We learned that a site known as Pier 57 was nicknamed “Guantanamo on the Hudson” after it was used as a massive holding cell for 1,200 protestors arrested during the 2004 Republican National Convention. The map reveals that the site will soon become “SuperPier,” a massive luxury shopping and residential development, and reads: “No word yet on whether SuperPier tenant Opening Ceremony will incorporate the Guantanamo on the Hudson aesthetic into their store’s interior design.” Sick burn.


Detail of Ingrid Burrington’s “Seeing Networks in New York: a Field Guide to Internet Infrastructure”
But for real, Burrington’s project is a fascinating one. After all, this stuff surrounds us every day: markings on the sidewalk we don’t bother to decode ourselves, buildings we simply assume are housing overpriced butcher shops and other such nonsense. Burrington’s work inspired us to question our surroundings more, to really look at the cameras we see perched on top of telephone poles, the spray-painted symbols on sidewalks and walls.
Paranoid yet? Oh you will be after this exhibition, believe us.
Another device that calls on us to wake up and acknowledge certain realities is Alison Burtch‘s “Untitled,” device, a minuscule wood box with a silver speaker grill that sits on a large white pedestal. “It’s the audio equivalent to taping your webcam,” an advertisement on the screen just behind the device. “It’s like earplugs for your iPhone.” Burtch’s piece emits an ultrasonic noise that can prevent third party applications and the NSA from listening in on your phone conversations.
Though we doubt these little gadgets will be available on Amazon anytime soon, (well, maybe by the time Amazon Drone Delivery is firmly in place) Burtch’s piece still begs the question, is NSA surveillance really something we should be concerned about? Are there things that we, as citizens, should be doing to combat what is widely understood to be a violation of individual privacy? Or should we sit by passively and just let the NSA do whatever?

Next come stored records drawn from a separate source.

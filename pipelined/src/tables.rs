//! tables - assignment of the shared flow-table numbering space to pipeline apps

use std::collections::HashMap;

/// The table numbering space is 0..=254 (255 is reserved).
pub const MAX_TABLE_NUM: u8 = 254;

#[derive(Debug, thiserror::Error, PartialEq, Eq)]
pub enum TableError {
    #[error("app '{0}' was not registered with the pipeline")]
    UnknownApp(String),
    #[error("app '{0}' registered twice")]
    DuplicateApp(String),
    #[error("app '{0}' is last in the pipeline and has no next table")]
    NoNextTable(String),
    #[error("flow table numbering space exhausted")]
    ExhaustedTableSpace,
}

#[derive(Debug, Clone)]
pub struct TableAssignment {
    pub main_table: u8,
    pub scratch_tables: Vec<u8>,
}

/// Hands out table numbers to apps.  Main tables are assigned 0, 1, ...
/// in pipeline order at startup; scratch allocations continue from
/// there.  A number, once assigned, is never reused for a different app
/// within the process lifetime.
#[derive(Debug)]
pub struct TableAllocator {
    order: Vec<String>,
    assignments: HashMap<String, TableAssignment>,
    next_unassigned: u16,
}

impl TableAllocator {
    /// Deterministic for a fixed registration order: apps encode
    /// "resubmit to next table" flows with these numbers.
    pub fn new(apps_in_pipeline_order: &[&str]) -> Result<Self, TableError> {
        if apps_in_pipeline_order.len() > MAX_TABLE_NUM as usize + 1 {
            return Err(TableError::ExhaustedTableSpace);
        }
        let mut assignments = HashMap::new();
        let mut order = Vec::new();
        for (idx, name) in apps_in_pipeline_order.iter().enumerate() {
            let previous = assignments.insert(
                name.to_string(),
                TableAssignment {
                    main_table: idx as u8,
                    scratch_tables: Vec::new(),
                },
            );
            if previous.is_some() {
                return Err(TableError::DuplicateApp(name.to_string()));
            }
            order.push(name.to_string());
        }
        Ok(TableAllocator {
            next_unassigned: order.len() as u16,
            order,
            assignments,
        })
    }

    pub fn get_table_num(&self, app: &str) -> Result<u8, TableError> {
        self.assignments
            .get(app)
            .map(|a| a.main_table)
            .ok_or_else(|| TableError::UnknownApp(app.to_string()))
    }

    /// Main table of the app following `app` in the pipeline, for
    /// building its resubmit-to-next default flows.
    pub fn get_next_table_num(&self, app: &str) -> Result<u8, TableError> {
        let idx = self
            .order
            .iter()
            .position(|name| name == app)
            .ok_or_else(|| TableError::UnknownApp(app.to_string()))?;
        match self.order.get(idx + 1) {
            Some(next) => self.get_table_num(next),
            None => Err(TableError::NoNextTable(app.to_string())),
        }
    }

    /// Allocate `count` further table numbers exclusively for `app`.
    pub fn allocate_scratch_tables(
        &mut self,
        app: &str,
        count: usize,
    ) -> Result<Vec<u8>, TableError> {
        let assignment = self
            .assignments
            .get_mut(app)
            .ok_or_else(|| TableError::UnknownApp(app.to_string()))?;
        if count == 0 {
            return Ok(Vec::new());
        }
        // next_unassigned never exceeds MAX_TABLE_NUM + 1, so comparing
        // against the remaining space keeps the arithmetic in range for
        // any `count`.
        let available = MAX_TABLE_NUM as usize + 1 - self.next_unassigned as usize;
        if count > available {
            return Err(TableError::ExhaustedTableSpace);
        }
        let end = self.next_unassigned + count as u16;
        let tables: Vec<u8> = (self.next_unassigned..end).map(|t| t as u8).collect();
        self.next_unassigned = end;
        assignment.scratch_tables.extend(&tables);
        Ok(tables)
    }

    pub fn assignment(&self, app: &str) -> Result<&TableAssignment, TableError> {
        self.assignments
            .get(app)
            .ok_or_else(|| TableError::UnknownApp(app.to_string()))
    }

    pub fn app_order(&self) -> impl Iterator<Item = &str> {
        self.order.iter().map(String::as_str)
    }
}
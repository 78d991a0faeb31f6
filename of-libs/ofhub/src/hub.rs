//! hub - the send/receive engine for switch flow-table transactions
//!
//! A batch of flow modifications is transmitted in order, followed by a
//! barrier.  The switch's barrier reply commits the whole batch; until
//! then the hub tracks it as a pending transaction.  Waiting for the
//! outcome happens on the caller's `MsgChannel`, never inside the event
//! path that feeds `on_barrier_ack` / `on_message_error`.

use crate::channel::{MsgChannel, Reply};
use crate::shutdown_handle::ShutdownHandle;
use crate::switch::Switch;
use crate::transactions::TransactionTracker;
use crate::HubError;
use async_std::sync::Mutex;
use async_std::task;
use ofproto::{DatapathId, FlowMod, OfMessage, OfpErrorMsg, Xid};
use slog::{Logger, debug, warn};
use std::sync::Arc;
use std::time::{Duration, Instant};
use stop_token::StopSource;
use stop_token::prelude::*;

/// How often the sweeper looks for transactions whose deadline passed.
/// Expiry may be late by up to one interval; that only delays cleanup.
const SWEEP_INTERVAL: Duration = Duration::from_millis(25);

/// Backoff between attempts in `send_single`.
const RETRY_BACKOFF: Duration = Duration::from_millis(100);

#[derive(Clone)]
pub struct MessageHub {
    tracker: Arc<TransactionTracker>,
    sweeper: Arc<Mutex<Option<ShutdownHandle>>>,
    logger: Logger,
}

impl MessageHub {
    /// Create a hub and start its deadline sweeper task.
    pub fn new(logger: Logger) -> Self {
        let tracker = Arc::new(TransactionTracker::new(logger.clone()));
        let stop_source = StopSource::new();
        let stop_token = stop_source.token();
        let sweep_tracker = tracker.clone();
        let join_handle = task::spawn(async move {
            while task::sleep(SWEEP_INTERVAL)
                .timeout_at(stop_token.clone())
                .await
                .is_ok()
            {
                sweep_tracker.expire_overdue(Instant::now());
            }
        });
        MessageHub {
            tracker,
            sweeper: Arc::new(Mutex::new(Some(ShutdownHandle::new(
                join_handle,
                stop_source,
            )))),
            logger,
        }
    }

    /// Transmit `messages` to the switch in order, then a barrier, and
    /// register a transaction resolved by the barrier reply.
    ///
    /// An empty batch still sends the lone barrier, which callers use
    /// purely to flush; its barrier ack is answered with a single ok
    /// reply carrying the barrier xid.  Any transmit failure fails the
    /// whole call
    /// synchronously and registers nothing; everything after that is
    /// asynchronous.  The returned channel is newly created unless the
    /// caller passed one in to join several batches onto one receiver.
    pub fn send(
        &self,
        switch: &dyn Switch,
        messages: Vec<FlowMod>,
        txn_tag: &str,
        timeout: Duration,
        reply_chan: Option<MsgChannel>,
    ) -> Result<MsgChannel, HubError> {
        let dpid = switch.datapath_id();
        let mut xids = self.tracker.fresh_xids(dpid, messages.len() + 1);
        let barrier_xid = xids.pop().unwrap_or(Xid(0));
        let message_xids = xids;

        for (xid, flow) in message_xids.iter().zip(messages) {
            if !switch.send_raw(&OfMessage::flow_mod(*xid, flow)) {
                warn!(self.logger, "Switch {dpid:#x} disconnected mid-batch");
                return Err(HubError::SwitchDisconnected(dpid));
            }
        }
        if !switch.send_raw(&OfMessage::barrier_request(barrier_xid)) {
            warn!(
                self.logger,
                "Switch {dpid:#x} disconnected before the barrier"
            );
            return Err(HubError::SwitchDisconnected(dpid));
        }

        let chan = reply_chan.unwrap_or_default();
        debug!(
            self.logger,
            "Sent {} messages + barrier {barrier_xid} to switch {dpid:#x} for '{txn_tag}'",
            message_xids.len()
        );
        self.tracker.begin(
            dpid,
            barrier_xid,
            txn_tag,
            message_xids,
            chan.sender(),
            Instant::now() + timeout,
        );
        Ok(chan)
    }

    /// Fire-and-forget transmission of one message, with a small fixed
    /// retry budget against a momentarily-down control channel.  No
    /// barrier, no transaction.
    pub async fn send_single(
        &self,
        switch: &dyn Switch,
        flow: FlowMod,
        retries: u32,
    ) -> Result<(), HubError> {
        let dpid = switch.datapath_id();
        for attempt in 0..retries.max(1) {
            let xid = self.tracker.fresh_xids(dpid, 1)[0];
            if switch.send_raw(&OfMessage::flow_mod(xid, flow.clone())) {
                return Ok(());
            }
            debug!(
                self.logger,
                "Send to switch {dpid:#x} failed (attempt {})",
                attempt + 1
            );
            task::sleep(RETRY_BACKOFF).await;
        }
        Err(HubError::SwitchDisconnected(dpid))
    }

    /// Wire this to every barrier-reply event the dispatch layer sees.
    /// Unknown switches and barriers are other applications' traffic on
    /// the shared event stream, not a fault.
    pub fn on_barrier_ack(&self, dpid: DatapathId, barrier_xid: Xid) {
        let Some(resolved) = self.tracker.resolve_barrier(dpid, barrier_xid) else {
            debug!(
                self.logger,
                "Barrier reply {barrier_xid} on switch {dpid:#x} matches no transaction - ignored"
            );
            return;
        };
        debug!(
            self.logger,
            "Transaction '{}' on switch {dpid:#x} resolved ({} messages)",
            resolved.txn_tag,
            resolved.results.len()
        );
        if resolved.results.is_empty() {
            // A flush carries no messages of its own.  Answer with one
            // ok reply for the barrier so the caller can observe
            // completion.
            let reply = Reply {
                txn_tag: resolved.txn_tag,
                message_xid: barrier_xid,
                result: Ok(()),
            };
            if resolved.reply_tx.try_send(reply).is_err() {
                debug!(
                    self.logger,
                    "Flush reply for barrier {barrier_xid} on switch {dpid:#x} dropped - no receiver"
                );
            }
            return;
        }
        for (message_xid, error) in resolved.results {
            let reply = Reply {
                txn_tag: resolved.txn_tag.clone(),
                message_xid,
                result: match error {
                    Some(e) => Err(e),
                    None => Ok(()),
                },
            };
            if resolved.reply_tx.try_send(reply).is_err() {
                // Caller dropped its channel; it no longer wants the answer.
                debug!(
                    self.logger,
                    "Reply for xid {message_xid} on switch {dpid:#x} dropped - no receiver"
                );
            }
        }
    }

    /// Wire this to every error-notification event the dispatch layer
    /// sees.  The error surfaces in the reply for that one message when
    /// its barrier resolves; the rest of the batch is unaffected.
    pub fn on_message_error(&self, dpid: DatapathId, message_xid: Xid, error: OfpErrorMsg) {
        self.tracker.record_error(dpid, message_xid, error);
    }

    /// Compute the subset of `desired` not already present in
    /// `installed`, plus the installed flows nothing desired claims.
    /// Makes default-flow reinstallation on reconnect a no-op.
    pub fn reconcile(
        &self,
        switch: &dyn Switch,
        desired: Vec<FlowMod>,
        installed: &[FlowMod],
    ) -> (Vec<FlowMod>, Vec<FlowMod>) {
        let (to_send, unclaimed) = ofproto::reconcile(desired, installed);
        debug!(
            self.logger,
            "Reconciled switch {:#x}: {} flows to send, {} installed flows unclaimed",
            switch.datapath_id(),
            to_send.len(),
            unclaimed.len()
        );
        (to_send, unclaimed)
    }

    /// Drop all bookkeeping for a switch whose connection went away.
    pub fn forget_switch(&self, dpid: DatapathId) {
        self.tracker.remove_switch(dpid);
    }

    pub async fn graceful_shutdown(&self) {
        if let Some(handle) = self.sweeper.lock().await.take() {
            handle.graceful_shutdown().await;
        }
    }
}
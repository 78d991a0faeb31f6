//! access_control - IP blocklist enforcement ahead of the rest of the pipeline

use super::flow_app::{FlowApp, install_flows};
use crate::tables::TableAllocator;
use anyhow::Result;
use async_trait::async_trait;
use ofhub::{MessageHub, Switch};
use ofproto::{FlowMatch, FlowMod, MAXIMUM_PRIORITY, MINIMUM_PRIORITY};
use slog::{Logger, info};
use std::net::Ipv4Addr;
use std::time::Duration;

pub const APP_NAME: &str = "access_control";

const ETH_TYPE_IPV4: u16 = 0x0800;
const HOST_MASK: Ipv4Addr = Ipv4Addr::new(255, 255, 255, 255);

pub struct AccessControl {
    table: u8,
    next_table: u8,
    hub: MessageHub,
    response_timeout: Duration,
    logger: Logger,
}

impl AccessControl {
    pub fn new(
        allocator: &TableAllocator,
        hub: MessageHub,
        response_timeout: Duration,
        logger: Logger,
    ) -> Result<Self> {
        Ok(AccessControl {
            table: allocator.get_table_num(APP_NAME)?,
            next_table: allocator.get_next_table_num(APP_NAME)?,
            hub,
            response_timeout,
            logger,
        })
    }

    /// Drop all traffic to or from `ip`, ahead of any allow rules.
    pub async fn block_ip(&self, switch: &dyn Switch, ip: Ipv4Addr) -> Result<()> {
        info!(
            self.logger,
            "Blocking {ip} on switch {:#x}",
            switch.datapath_id()
        );
        let flows = self.blocklist_flows(ip, FlowMod::add);
        install_flows(&self.hub, switch, flows, APP_NAME, self.response_timeout).await
    }

    pub async fn unblock_ip(&self, switch: &dyn Switch, ip: Ipv4Addr) -> Result<()> {
        info!(
            self.logger,
            "Unblocking {ip} on switch {:#x}",
            switch.datapath_id()
        );
        let flows = self.blocklist_flows(ip, FlowMod::delete);
        install_flows(&self.hub, switch, flows, APP_NAME, self.response_timeout).await
    }

    fn blocklist_flows(&self, ip: Ipv4Addr, make: fn(u8) -> FlowMod) -> Vec<FlowMod> {
        // A blocked address is dropped in both directions.  An empty
        // instruction list is a drop.
        vec![
            make(self.table).priority(MAXIMUM_PRIORITY).matching(
                FlowMatch::new()
                    .eth_type(ETH_TYPE_IPV4)
                    .ipv4_dst(ip, HOST_MASK),
            ),
            make(self.table).priority(MAXIMUM_PRIORITY).matching(
                FlowMatch::new()
                    .eth_type(ETH_TYPE_IPV4)
                    .ipv4_src(ip, HOST_MASK),
            ),
        ]
    }
}

#[async_trait]
impl FlowApp for AccessControl {
    fn name(&self) -> &'static str {
        APP_NAME
    }

    fn hub(&self) -> &MessageHub {
        &self.hub
    }

    fn logger(&self) -> &Logger {
        &self.logger
    }

    fn response_timeout(&self) -> Duration {
        self.response_timeout
    }

    fn default_flows(&self) -> Vec<FlowMod> {
        vec![
            FlowMod::add(self.table)
                .priority(MINIMUM_PRIORITY)
                .resubmit_to(self.next_table),
        ]
    }
}
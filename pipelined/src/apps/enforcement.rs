//! enforcement - per-subscriber policy-rule flows; unmatched traffic is dropped

use super::flow_app::{FlowApp, install_flows};
use crate::tables::TableAllocator;
use anyhow::Result;
use async_trait::async_trait;
use ofhub::{MessageHub, Switch};
use ofproto::{
    Action, DEFAULT_PRIORITY, FlowMatch, FlowMod, MINIMUM_PRIORITY, RULE_NUM_REG,
    RULE_VERSION_REG,
};
use slog::{Logger, info};
use std::time::Duration;

pub const APP_NAME: &str = "enforcement";

pub struct Enforcement {
    table: u8,
    next_table: u8,
    hub: MessageHub,
    response_timeout: Duration,
    logger: Logger,
}

impl Enforcement {
    pub fn new(
        allocator: &TableAllocator,
        hub: MessageHub,
        response_timeout: Duration,
        logger: Logger,
    ) -> Result<Self> {
        Ok(Enforcement {
            table: allocator.get_table_num(APP_NAME)?,
            next_table: allocator.get_next_table_num(APP_NAME)?,
            hub,
            response_timeout,
            logger,
        })
    }

    /// Install the flow for one policy rule of one subscriber.  The
    /// rule number and version ride in registers so the stats layer can
    /// attribute the traffic; the cookie lets us delete by rule later.
    pub async fn activate_rule(
        &self,
        switch: &dyn Switch,
        imsi: u64,
        rule_num: u32,
        rule_version: u32,
        match_fields: FlowMatch,
    ) -> Result<()> {
        info!(
            self.logger,
            "Activating rule {rule_num} v{rule_version} for subscriber {imsi:#x}"
        );
        let flow = FlowMod::add(self.table)
            .priority(DEFAULT_PRIORITY)
            .cookie(rule_num as u64)
            .matching(match_fields.metadata(imsi))
            .apply_actions(vec![
                Action::RegisterLoad {
                    dst: RULE_NUM_REG,
                    value: rule_num as u64,
                },
                Action::RegisterLoad {
                    dst: RULE_VERSION_REG,
                    value: rule_version as u64,
                },
                Action::ResubmitTable {
                    table: self.next_table,
                },
            ]);
        install_flows(&self.hub, switch, vec![flow], APP_NAME, self.response_timeout).await
    }

    /// Remove one rule's flows, or all of a subscriber's flows when
    /// `rule_num` is None.
    pub async fn deactivate_rule(
        &self,
        switch: &dyn Switch,
        imsi: u64,
        rule_num: Option<u32>,
    ) -> Result<()> {
        info!(
            self.logger,
            "Deactivating rule {rule_num:?} for subscriber {imsi:#x}"
        );
        let mut flow = FlowMod::delete(self.table).matching(FlowMatch::new().metadata(imsi));
        if let Some(num) = rule_num {
            flow = flow.cookie(num as u64);
        }
        install_flows(&self.hub, switch, vec![flow], APP_NAME, self.response_timeout).await
    }
}

#[async_trait]
impl FlowApp for Enforcement {
    fn name(&self) -> &'static str {
        APP_NAME
    }

    fn hub(&self) -> &MessageHub {
        &self.hub
    }

    fn logger(&self) -> &Logger {
        &self.logger
    }

    fn response_timeout(&self) -> Duration {
        self.response_timeout
    }

    fn default_flows(&self) -> Vec<FlowMod> {
        // Traffic matching no policy rule is dropped.
        vec![FlowMod::add(self.table).priority(MINIMUM_PRIORITY)]
    }
}
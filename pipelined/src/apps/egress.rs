//! egress - the terminal table; hands packets to the local networking stack

use super::flow_app::FlowApp;
use crate::tables::TableAllocator;
use anyhow::Result;
use async_trait::async_trait;
use ofhub::MessageHub;
use ofproto::{Action, FlowMod, MINIMUM_PRIORITY, OFPP_LOCAL};
use slog::Logger;
use std::time::Duration;

pub const APP_NAME: &str = "egress";

pub struct Egress {
    table: u8,
    hub: MessageHub,
    response_timeout: Duration,
    logger: Logger,
}

impl Egress {
    /// Egress is last in the pipeline; it never asks for a next table.
    pub fn new(
        allocator: &TableAllocator,
        hub: MessageHub,
        response_timeout: Duration,
        logger: Logger,
    ) -> Result<Self> {
        Ok(Egress {
            table: allocator.get_table_num(APP_NAME)?,
            hub,
            response_timeout,
            logger,
        })
    }
}

#[async_trait]
impl FlowApp for Egress {
    fn name(&self) -> &'static str {
        APP_NAME
    }

    fn hub(&self) -> &MessageHub {
        &self.hub
    }

    fn logger(&self) -> &Logger {
        &self.logger
    }

    fn response_timeout(&self) -> Duration {
        self.response_timeout
    }

    fn default_flows(&self) -> Vec<FlowMod> {
        vec![
            FlowMod::add(self.table)
                .priority(MINIMUM_PRIORITY)
                .apply_actions(vec![Action::Output { port: OFPP_LOCAL }]),
        ]
    }
}
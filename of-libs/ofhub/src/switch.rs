//! switch - the seam to the external datapath connection layer

use ofproto::{DatapathId, OfMessage};

/// One controlled datapath.  The connection itself is owned outside the
/// hub; the hub keeps only per-switch bookkeeping keyed by datapath id.
pub trait Switch: Send + Sync {
    fn datapath_id(&self) -> DatapathId;

    /// Hand a message to the transport.  Returns false iff the control
    /// channel is known-disconnected at the time of the call; true is
    /// not a guarantee of eventual delivery.
    fn send_raw(&self, message: &OfMessage) -> bool;
}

But not every work was quite so political. MSHR (aka the collaborative effort of Birch Cooper and Brenna Murphy) contributed a mesmerizing video collage, “Resonant Hyper-Symbol Modulator Scapes,” the soundtrack to which blasts throughout the exhibition, and interwove into our experience of the show as a whole. Peter Kaiser explained that the duo had been granted a residency based on Eyebeam’s call for artists who create their own instruments.
MSHR‘s “digital sculpture” included these instruments, homemade modular synthesizers, “which are these conceptual, interactive sculptures that create noise when you shine light on them and everything,” Kaiser explained.
The accompanying video is hypnotizing to be sure–its cyber-goth aesthetic combines straight-on videos of the artists, who then turn into fractals, mirror images, and distorted visions; CGI, and glitch effects. But the video is smoke and mirrors, quite literally. You wouldn’t know the music emitting from the piece is blaring from the artists’ own synthesizers (these are nowhere to be found in the gallery) because no explanation is given. And for tech laymen like ourselves, we are sort of left in the dark about what exactly is happening in the video. To appreciate the work, we think some contextualizing is necessary. But, perhaps we’re being too demanding–we guess a little disassociation never (seriously) hurt anyone.
Eyebeam’s 2015 Annual Showcase runs from now until Saturday, February 21st at Gallery 216, 111 Front Street in Dumbo. Check out the exhibition’s website for a schedule of interactive events.